Assignment: Using the data below, return all lines in which "classifications" appears.

Stored data:
______
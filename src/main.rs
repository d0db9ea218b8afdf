use clap::Parser;
use std::sync::Arc;

use debloated_fs::cli::{resolve_mount_plan, Args};
use debloated_fs::{load_config, mount_overlay, DebloatError};

#[tokio::main]
async fn main() {
    tracing_subscriber::fmt()
        .with_env_filter(
            std::env::var("DEBLOATED_FS_LOG").unwrap_or_else(|_| "info".to_string()),
        )
        .init();

    match run().await {
        Ok(()) => {}
        Err(DebloatError::AlreadyMounted(path)) => {
            tracing::info!(
                "{} is already mounted as debloated_fs, nothing to do",
                path.display()
            );
        }
        Err(e) => {
            eprintln!("Error: {}", e);
            std::process::exit(1);
        }
    }
}

async fn run() -> debloated_fs::Result<()> {
    let args = Args::parse();
    let config = load_config(args.config.as_deref())?;
    let plan = resolve_mount_plan(&args, &config)?;

    mount_overlay(Arc::new(plan.layers), &plan.mount_point, plan.settings).await
}
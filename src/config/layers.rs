use crate::error::{DebloatError, Result};
use std::path::{Path, PathBuf};

/// The two layer roots of a mount, validated once and never mutated afterwards.
///
/// Every engine component receives this through an `Arc` at construction.
#[derive(Debug, Clone, PartialEq, Eq)]
pub struct LayerConfig {
    /// Read-only tree holding the pre-existing data set.
    pub origin_root: PathBuf,
    /// Writable tree that accumulates materialized copies and new objects.
    pub cache_root: PathBuf,
    /// Reserved optimization hint. Accepted and logged, currently unused.
    pub optimize: Option<String>,
}

impl LayerConfig {
    /// Validate both roots and build the configuration.
    ///
    /// Fails if either root is missing or not a directory, or if the roots
    /// overlap (one inside the other), since the origin must never be written.
    pub fn new(origin_root: &Path, cache_root: &Path, optimize: Option<String>) -> Result<Self> {
        let origin_root = validate_root("origin (--lowerdir)", origin_root)?;
        let cache_root = validate_root("cache (--realdir)", cache_root)?;

        if origin_root.starts_with(&cache_root) || cache_root.starts_with(&origin_root) {
            return Err(DebloatError::Config(format!(
                "Origin root {} and cache root {} must not overlap",
                origin_root.display(),
                cache_root.display()
            )));
        }

        let optimize = optimize.filter(|hint| !hint.is_empty());
        if let Some(ref hint) = optimize {
            tracing::debug!("Optimization hint '{}' is reserved and ignored", hint);
        }

        Ok(LayerConfig {
            origin_root,
            cache_root,
            optimize,
        })
    }
}

fn validate_root(label: &str, path: &Path) -> Result<PathBuf> {
    if path.as_os_str().is_empty() {
        return Err(DebloatError::Config(format!("Missing {} root", label)));
    }

    let canonical = path.canonicalize().map_err(|e| {
        DebloatError::Config(format!(
            "Invalid {} root {}: {}",
            label,
            path.display(),
            e
        ))
    })?;

    if !canonical.is_dir() {
        return Err(DebloatError::Config(format!(
            "The {} root {} is not a directory",
            label,
            canonical.display()
        )));
    }

    Ok(canonical)
}

#[cfg(test)]
mod tests {
    use super::*;
    use std::fs;

    #[test]
    fn test_valid_roots_are_canonicalized() {
        let temp_dir = tempfile::tempdir().unwrap();
        let lower = temp_dir.path().join("lower");
        let upper = temp_dir.path().join("upper");
        fs::create_dir(&lower).unwrap();
        fs::create_dir(&upper).unwrap();

        let config = LayerConfig::new(&lower.join("."), &upper, None).unwrap();
        assert_eq!(config.origin_root, lower.canonicalize().unwrap());
        assert_eq!(config.cache_root, upper.canonicalize().unwrap());
        assert!(config.optimize.is_none());
    }

    #[test]
    fn test_missing_root_fails() {
        let temp_dir = tempfile::tempdir().unwrap();
        let upper = temp_dir.path().join("upper");
        fs::create_dir(&upper).unwrap();

        let err = LayerConfig::new(&temp_dir.path().join("nope"), &upper, None).unwrap_err();
        assert!(err.to_string().contains("origin"));
    }

    #[test]
    fn test_empty_root_fails() {
        let temp_dir = tempfile::tempdir().unwrap();
        assert!(LayerConfig::new(Path::new(""), temp_dir.path(), None).is_err());
    }

    #[test]
    fn test_file_root_fails() {
        let temp_dir = tempfile::tempdir().unwrap();
        let lower = temp_dir.path().join("lower");
        let file = temp_dir.path().join("file");
        fs::create_dir(&lower).unwrap();
        fs::write(&file, "x").unwrap();

        let err = LayerConfig::new(&lower, &file, None).unwrap_err();
        assert!(err.to_string().contains("not a directory"));
    }

    #[test]
    fn test_overlapping_roots_fail() {
        let temp_dir = tempfile::tempdir().unwrap();
        let lower = temp_dir.path().join("lower");
        let nested = lower.join("cache");
        fs::create_dir_all(&nested).unwrap();

        assert!(LayerConfig::new(&lower, &lower, None).is_err());
        assert!(LayerConfig::new(&lower, &nested, None).is_err());
    }

    #[test]
    fn test_empty_optimize_hint_is_dropped() {
        let temp_dir = tempfile::tempdir().unwrap();
        let lower = temp_dir.path().join("lower");
        let upper = temp_dir.path().join("upper");
        fs::create_dir(&lower).unwrap();
        fs::create_dir(&upper).unwrap();

        let config = LayerConfig::new(&lower, &upper, Some(String::new())).unwrap();
        assert!(config.optimize.is_none());

        let config = LayerConfig::new(&lower, &upper, Some("prefetch".to_string())).unwrap();
        assert_eq!(config.optimize.as_deref(), Some("prefetch"));
    }
}
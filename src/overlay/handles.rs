use fxhash::FxHashMap;
use parking_lot::{Mutex, RwLock};
use std::cell::RefCell;
use std::fs::File;
use std::path::PathBuf;
use std::sync::atomic::{AtomicU64, Ordering};
use std::sync::Arc;

use crate::overlay::readdir::{DirEntry, DirStream};

thread_local! {
    pub(crate) static READ_BUFFER: RefCell<Vec<u8>> = RefCell::new(Vec::with_capacity(128 * 1024));
}

/// An open file bound to the physical path it was opened at.
#[derive(Debug)]
pub struct FileHandle {
    pub file: File,
    pub path: PathBuf,
}

/// An in-progress directory listing.
///
/// Entries pulled from the stream are kept so a listing can be resumed at any
/// offset the kernel hands back.
pub struct DirHandle {
    cursor: Mutex<DirCursor>,
}

struct DirCursor {
    stream: DirStream,
    entries: Vec<DirEntry>,
}

impl DirHandle {
    pub fn new(stream: DirStream) -> Self {
        DirHandle {
            cursor: Mutex::new(DirCursor {
                stream,
                entries: Vec::new(),
            }),
        }
    }

    /// Visit entries from `offset` on. `visit` receives each entry with the
    /// offset of the entry after it and returns true to stop.
    pub fn visit_from<F>(&self, offset: usize, mut visit: F)
    where
        F: FnMut(&DirEntry, usize) -> bool,
    {
        let mut cursor = self.cursor.lock();
        let mut idx = offset;
        loop {
            while cursor.entries.len() <= idx {
                match cursor.stream.next() {
                    Some(entry) => cursor.entries.push(entry),
                    None => return,
                }
            }
            if visit(&cursor.entries[idx], idx + 1) {
                return;
            }
            idx += 1;
        }
    }
}

/// Open handles indexed by the `u64` the kernel holds on to.
pub struct HandleTable<T> {
    handles: RwLock<FxHashMap<u64, Arc<T>>>,
    next: AtomicU64,
}

impl<T> HandleTable<T> {
    /// Create an empty table. Keys start at 1.
    pub fn new() -> Self {
        HandleTable {
            handles: RwLock::new(FxHashMap::default()),
            next: AtomicU64::new(1),
        }
    }

    /// Store `handle` and return its key, or `ENOMEM` if the table cannot grow.
    pub fn insert(&self, handle: T) -> Result<u64, libc::c_int> {
        let fh = self.next.fetch_add(1, Ordering::Relaxed);
        let mut handles = self.handles.write();
        handles.try_reserve(1).map_err(|_| libc::ENOMEM)?;
        handles.insert(fh, Arc::new(handle));
        Ok(fh)
    }

    /// Look up an open handle.
    ///
    /// # Returns
    /// A shared reference that stays valid after a concurrent `remove`, or
    /// `None` if `fh` is not open
    pub fn get(&self, fh: u64) -> Option<Arc<T>> {
        self.handles.read().get(&fh).cloned()
    }

    /// Take `fh` out of the table. The handle is dropped (and its file
    /// closed) once the last outstanding `get` reference goes away.
    pub fn remove(&self, fh: u64) -> Option<Arc<T>> {
        self.handles.write().remove(&fh)
    }

    /// Number of open handles.
    pub fn len(&self) -> usize {
        self.handles.read().len()
    }

    pub fn is_empty(&self) -> bool {
        self.len() == 0
    }
}

impl<T> Default for HandleTable<T> {
    fn default() -> Self {
        Self::new()
    }
}
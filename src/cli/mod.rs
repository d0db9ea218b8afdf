pub mod args;
pub mod validation;

pub use args::Args;
pub use validation::{resolve_mount_plan, MountPlan};
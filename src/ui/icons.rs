use crate::node::NodeKind;

pub struct Icons;

impl Icons {
    pub const ROCKET: &str = "🚀";
    pub const SEARCH: &str = "🔍";
    pub const CHECK: &str = "✅";
    pub const CROSS: &str = "❌";
    pub const WARN: &str = "⚠️";
    pub const INFO: &str = "ℹ️";
    pub const STATS: &str = "📊";
    pub const LINK: &str = "🔗";
    pub const FILE: &str = "📄";
    pub const PACKAGE: &str = "📦";
    pub const SCOPE: &str = "🔲";
    pub const DEF: &str = "🔵";
    pub const UNRESOLVED: &str = "🟠";
}

impl Icons {
    /// Icon for a graph node; `bound` only matters for references
    pub fn for_node(node: &NodeKind, bound: bool) -> &'static str {
        match node {
            NodeKind::Scope(_) => Self::SCOPE,
            NodeKind::Def(_) => Self::DEF,
            NodeKind::Import(_) => Self::PACKAGE,
            NodeKind::Ref(_) if bound => Self::LINK,
            NodeKind::Ref(_) => Self::UNRESOLVED,
        }
    }
}
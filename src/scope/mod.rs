//! Scope Graph - per-file name binding model
//!
//! Adapters emit capture events, the builder turns them into a scope graph
//! and the resolver binds every reference it can.

pub mod builder;
pub mod graph;
pub mod resolver;

pub use builder::{CaptureEvent, CaptureKind, ScopeGraphBuilder, Scoping};
pub use graph::{GraphStats, ScopeGraph};
pub use resolver::{resolve, Binding, NameResolver, ResolveStats, ResolvedBinding};
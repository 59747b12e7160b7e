//! Namespaces - symbol classifications per language
//!
//! A language declares an ordered list of namespaces, each an ordered list of
//! symbol classifications. Rust, for instance, keeps types and values apart:
//!
//! ```text
//! [["const", "function", "variable", ...], ["struct", "enum", ...], ...]
//! ```
//!
//! A definition captured as `local.definition.struct` gets the `SymbolId`
//! of `struct`; a reference captured as `local.reference.struct` may only
//! bind to definitions from the same namespace.

use crate::{Error, Result};
use serde::{Deserialize, Serialize};
use std::fmt;

/// Label used when a symbol id cannot be named
pub const UNCLASSIFIED: &str = "unclassified";

/// Label used for definitions captured without a classification
pub const NO_SYMBOL: &str = "none";

/// Position of a symbol classification within a language's namespaces.
#[derive(Debug, Clone, Copy, PartialEq, Eq, Hash, PartialOrd, Ord, Serialize, Deserialize)]
pub struct SymbolId {
    pub namespace_idx: usize,
    pub symbol_idx: usize,
}

impl SymbolId {
    pub fn new(namespace_idx: usize, symbol_idx: usize) -> Self {
        Self {
            namespace_idx,
            symbol_idx,
        }
    }

    /// Two symbols are compatible when they live in the same namespace
    pub fn same_namespace(&self, other: &SymbolId) -> bool {
        self.namespace_idx == other.namespace_idx
    }
}

impl fmt::Display for SymbolId {
    fn fmt(&self, f: &mut fmt::Formatter<'_>) -> fmt::Result {
        write!(f, "{}:{}", self.namespace_idx, self.symbol_idx)
    }
}

/// The ordered namespace table of one language.
///
/// Constructed once and shared read-only between builds.
#[derive(Debug, Clone, Default, PartialEq, Eq, Serialize, Deserialize)]
#[serde(transparent)]
pub struct NameSpaces(Vec<Vec<String>>);

impl NameSpaces {
    pub fn new<N, S>(namespaces: impl IntoIterator<Item = N>) -> Self
    where
        N: IntoIterator<Item = S>,
        S: Into<String>,
    {
        Self(
            namespaces
                .into_iter()
                .map(|ns| ns.into_iter().map(Into::into).collect())
                .collect(),
        )
    }

    /// Build from a static table
    pub fn from_static(table: &[&[&str]]) -> Self {
        Self::new(table.iter().map(|ns| ns.iter().copied()))
    }

    /// Classify a symbol name, returning the first match in declaration order
    pub fn symbol_id_of(&self, symbol: &str) -> Option<SymbolId> {
        self.0.iter().enumerate().find_map(|(namespace_idx, ns)| {
            ns.iter()
                .position(|s| s == symbol)
                .map(|symbol_idx| SymbolId::new(namespace_idx, symbol_idx))
        })
    }

    /// Name of a classified symbol.
    ///
    /// Fails with [`Error::UnknownSymbolId`] if the id falls outside this table.
    pub fn name_of_symbol(&self, id: SymbolId) -> Result<&str> {
        self.0
            .get(id.namespace_idx)
            .and_then(|ns| ns.get(id.symbol_idx))
            .map(String::as_str)
            .ok_or(Error::UnknownSymbolId(id))
    }

    /// Human readable label for an optional symbol id, never failing
    pub fn label_of(&self, id: Option<SymbolId>) -> &str {
        match id {
            None => NO_SYMBOL,
            Some(id) => self.name_of_symbol(id).unwrap_or_else(|err| {
                tracing::warn!("{}, falling back to {}", err, UNCLASSIFIED);
                UNCLASSIFIED
            }),
        }
    }

    /// Stable position of a symbol across all namespaces, flattened
    pub fn ordinal(&self, id: SymbolId) -> Option<usize> {
        let ns = self.0.get(id.namespace_idx)?;
        if id.symbol_idx >= ns.len() {
            return None;
        }
        let before: usize = self.0[..id.namespace_idx].iter().map(Vec::len).sum();
        Some(before + id.symbol_idx)
    }

    /// Number of namespaces
    pub fn len(&self) -> usize {
        self.0.len()
    }

    pub fn is_empty(&self) -> bool {
        self.0.is_empty()
    }

    /// Iterate namespaces in declaration order
    pub fn iter(&self) -> impl Iterator<Item = &[String]> {
        self.0.iter().map(Vec::as_slice)
    }
}

impl fmt::Display for NameSpaces {
    fn fmt(&self, f: &mut fmt::Formatter<'_>) -> fmt::Result {
        let rendered: Vec<String> = self.0.iter().map(|ns| format!("[{}]", ns.join(", "))).collect();
        write!(f, "{}", rendered.join(" "))
    }
}
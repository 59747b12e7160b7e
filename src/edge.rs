//! Edge types - relationships between scope graph nodes
//!
//! Every edge points from the contained node to the containing one:
//! - `ScopeToScope`: child scope → parent scope
//! - `DefToScope`: definition → scope declaring it
//! - `ImportToScope`: import → scope declaring it
//! - `RefToDef`: reference → definition it binds to
//! - `RefToImport`: reference → import it binds to
//!
//! The builder only produces the first three; the resolver adds the last two.

use serde::{Deserialize, Serialize};

#[derive(Debug, Clone, Copy, PartialEq, Eq, Hash, Serialize, Deserialize)]
#[serde(rename_all = "snake_case")]
pub enum EdgeKind {
    /// Child scope is nested directly inside the parent scope
    ScopeToScope,
    /// Definition is declared directly in the scope
    DefToScope,
    /// Import is declared directly in the scope
    ImportToScope,
    /// Reference resolved to a definition
    RefToDef,
    /// Reference resolved to an import
    RefToImport,
}

impl EdgeKind {
    /// Get the string representation of the edge kind
    pub fn as_str(&self) -> &'static str {
        match self {
            EdgeKind::ScopeToScope => "scope_to_scope",
            EdgeKind::DefToScope => "def_to_scope",
            EdgeKind::ImportToScope => "import_to_scope",
            EdgeKind::RefToDef => "ref_to_def",
            EdgeKind::RefToImport => "ref_to_import",
        }
    }

    /// Edges added by resolution rather than construction
    pub fn is_resolution(&self) -> bool {
        matches!(self, EdgeKind::RefToDef | EdgeKind::RefToImport)
    }

    /// Edges attaching a binding to the scope that declares it
    pub fn is_declaration(&self) -> bool {
        matches!(self, EdgeKind::DefToScope | EdgeKind::ImportToScope)
    }
}

impl std::fmt::Display for EdgeKind {
    fn fmt(&self, f: &mut std::fmt::Formatter<'_>) -> std::fmt::Result {
        write!(f, "{}", self.as_str())
    }
}
//! Core adapter framework
//!
//! Defines the traits and types that all language adapters must implement.

use crate::config::ScopegraphConfig;
use crate::namespace::NameSpaces;
use crate::range::TextRange;
use crate::scope::{resolve, CaptureEvent, ResolveStats, ScopeGraph, ScopeGraphBuilder};
use crate::{Error, Result};
use super::query_adapter::QueryAdapter;
use std::path::Path;

/// Balanced capture events for one unit, plus the range of its root scope
#[derive(Debug, Clone, Default)]
pub struct CaptureStream {
    pub root: TextRange,
    pub events: Vec<CaptureEvent>,
}

/// A source unit that has been built and resolved
#[derive(Debug)]
pub struct ParsedUnit {
    /// The file path (relative to the analysis root)
    pub path: String,
    pub language: String,
    pub graph: ScopeGraph,
    pub stats: ResolveStats,
}

/// Trait for language adapters
///
/// Each language adapter is responsible for:
/// 1. Identifying files it can parse
/// 2. Turning source text into a balanced capture stream
/// 3. Supplying the namespace table its captures are classified against
pub trait LanguageAdapter: Send + Sync {
    /// Get the language name (for display)
    fn language_name(&self) -> &str;

    /// Get file extensions this adapter handles
    fn file_extensions(&self) -> &[String];

    /// Namespace table for symbol classification
    fn namespaces(&self) -> &NameSpaces;

    /// Check if this adapter can handle a file
    fn can_handle(&self, path: &Path) -> bool {
        if let Some(ext) = path.extension().and_then(|e| e.to_str()) {
            self.file_extensions().iter().any(|e| e == ext)
        } else {
            false
        }
    }

    /// Produce the capture events of `content`
    fn capture_stream(&self, content: &str) -> Result<CaptureStream>;

    /// Build the unresolved scope graph of `content`
    fn build_graph(&self, content: &str) -> Result<ScopeGraph> {
        let stream = self.capture_stream(content)?;
        ScopeGraphBuilder::build(stream.root, stream.events, self.namespaces())
    }

    /// Build and resolve a unit
    fn analyze(&self, path: &str, content: &str) -> Result<ParsedUnit> {
        let mut graph = self.build_graph(content)?;
        let stats = resolve(&mut graph)?;
        tracing::debug!(
            "{}: {} references, {} unresolved",
            path,
            stats.references,
            stats.unresolved
        );
        Ok(ParsedUnit {
            path: path.to_string(),
            language: self.language_name().to_string(),
            graph,
            stats,
        })
    }
}

/// Registry of language adapters
#[derive(Default)]
pub struct AdapterRegistry {
    adapters: Vec<Box<dyn LanguageAdapter>>,
}

impl AdapterRegistry {
    /// Create a new empty registry
    pub fn new() -> Self {
        Self::default()
    }

    /// Register an adapter
    pub fn register(&mut self, adapter: impl LanguageAdapter + 'static) {
        self.adapters.push(Box::new(adapter));
    }

    /// Find an adapter for a file
    pub fn find_adapter(&self, path: &Path) -> Option<&dyn LanguageAdapter> {
        self.adapters
            .iter()
            .find(|a| a.can_handle(path))
            .map(|a| a.as_ref())
    }

    /// Find an adapter by language name, ignoring case
    pub fn find_by_name(&self, name: &str) -> Option<&dyn LanguageAdapter> {
        self.adapters
            .iter()
            .find(|a| a.language_name().eq_ignore_ascii_case(name))
            .map(|a| a.as_ref())
    }

    /// Get all registered adapters
    pub fn adapters(&self) -> &[Box<dyn LanguageAdapter>] {
        &self.adapters
    }

    /// Analyze a file using the appropriate adapter
    pub fn analyze_file(&self, path: &Path, content: &str) -> Result<Option<ParsedUnit>> {
        if let Some(adapter) = self.find_adapter(path) {
            let rel_path = path.to_string_lossy();
            let unit = adapter.analyze(&rel_path, content)?;
            Ok(Some(unit))
        } else {
            Ok(None)
        }
    }

    /// Built-in adapters with the query and namespace overrides of `config` applied
    pub fn from_config(config: &ScopegraphConfig) -> Result<Self> {
        for name in config.languages.keys() {
            if !QueryAdapter::BUILTIN.contains(&name.as_str()) {
                tracing::warn!("no built-in adapter for configured language `{}`", name);
            }
        }

        let mut registry = Self::new();
        for adapter in QueryAdapter::all() {
            let mut adapter = adapter?;
            if let Some(overrides) = config.language(adapter.language_name()) {
                if let Some(query) = &overrides.query {
                    let source = std::fs::read_to_string(query).map_err(|e| {
                        Error::Adapter(format!("cannot read query {}: {}", query.display(), e))
                    })?;
                    adapter = adapter.with_query(&source)?;
                }
                if let Some(namespaces) = &overrides.namespaces {
                    adapter = adapter.with_namespaces(namespaces.clone());
                }
            }
            registry.register(adapter);
        }
        Ok(registry)
    }
}

/// Create a default registry with all built-in adapters
pub fn default_registry() -> Result<AdapterRegistry> {
    let mut registry = AdapterRegistry::new();
    for adapter in QueryAdapter::all() {
        registry.register(adapter?);
    }
    Ok(registry)
}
______
Worked solution:
//! Namespaces - symbol classifications per language
//! symbol classifications. Rust, for instance, keeps types and values apart:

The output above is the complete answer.